Task item: Give every line of the listing word for word, beginning at the first and including the line with "use crate::lifecycle::Running;" as the last.
++++ Records supplied
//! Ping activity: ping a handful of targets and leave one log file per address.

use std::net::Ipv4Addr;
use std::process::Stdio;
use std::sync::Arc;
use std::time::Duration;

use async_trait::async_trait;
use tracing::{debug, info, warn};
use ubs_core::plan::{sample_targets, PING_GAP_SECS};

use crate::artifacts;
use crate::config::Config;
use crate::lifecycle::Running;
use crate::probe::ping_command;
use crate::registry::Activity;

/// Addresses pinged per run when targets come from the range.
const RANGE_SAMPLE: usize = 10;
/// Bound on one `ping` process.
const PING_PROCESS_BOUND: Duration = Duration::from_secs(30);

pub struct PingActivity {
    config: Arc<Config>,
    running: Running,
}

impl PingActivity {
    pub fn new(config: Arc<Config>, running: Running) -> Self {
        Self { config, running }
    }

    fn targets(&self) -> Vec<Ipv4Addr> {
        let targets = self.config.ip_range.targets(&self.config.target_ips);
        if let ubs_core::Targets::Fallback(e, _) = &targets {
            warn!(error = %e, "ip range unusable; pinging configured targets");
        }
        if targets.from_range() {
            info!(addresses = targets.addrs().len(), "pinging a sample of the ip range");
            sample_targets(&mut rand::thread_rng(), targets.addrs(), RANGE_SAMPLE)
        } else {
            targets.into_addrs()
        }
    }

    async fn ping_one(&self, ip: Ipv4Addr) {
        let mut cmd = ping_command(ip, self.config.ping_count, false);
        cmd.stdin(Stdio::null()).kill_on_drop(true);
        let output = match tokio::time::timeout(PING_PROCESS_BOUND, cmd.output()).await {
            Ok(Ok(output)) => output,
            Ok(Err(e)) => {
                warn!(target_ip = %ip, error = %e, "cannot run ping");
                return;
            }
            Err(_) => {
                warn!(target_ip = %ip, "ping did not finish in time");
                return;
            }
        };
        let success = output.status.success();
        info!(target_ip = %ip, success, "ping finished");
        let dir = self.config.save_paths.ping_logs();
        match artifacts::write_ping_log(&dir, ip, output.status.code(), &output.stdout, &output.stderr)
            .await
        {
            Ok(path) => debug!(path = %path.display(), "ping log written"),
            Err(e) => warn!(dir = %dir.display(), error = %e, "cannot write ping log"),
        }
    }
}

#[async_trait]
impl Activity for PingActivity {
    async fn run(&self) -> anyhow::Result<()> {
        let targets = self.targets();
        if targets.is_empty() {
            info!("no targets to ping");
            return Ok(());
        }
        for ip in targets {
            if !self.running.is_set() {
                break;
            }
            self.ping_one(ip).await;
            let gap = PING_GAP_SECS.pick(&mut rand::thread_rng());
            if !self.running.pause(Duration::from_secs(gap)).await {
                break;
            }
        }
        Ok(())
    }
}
++++++++
Task response:
//! Ping activity: ping a handful of targets and leave one log file per address.

use std::net::Ipv4Addr;
use std::process::Stdio;
use std::sync::Arc;
use std::time::Duration;

use async_trait::async_trait;
use tracing::{debug, info, warn};
use ubs_core::plan::{sample_targets, PING_GAP_SECS};

use crate::artifacts;
use crate::config::Config;
use crate::lifecycle::Running;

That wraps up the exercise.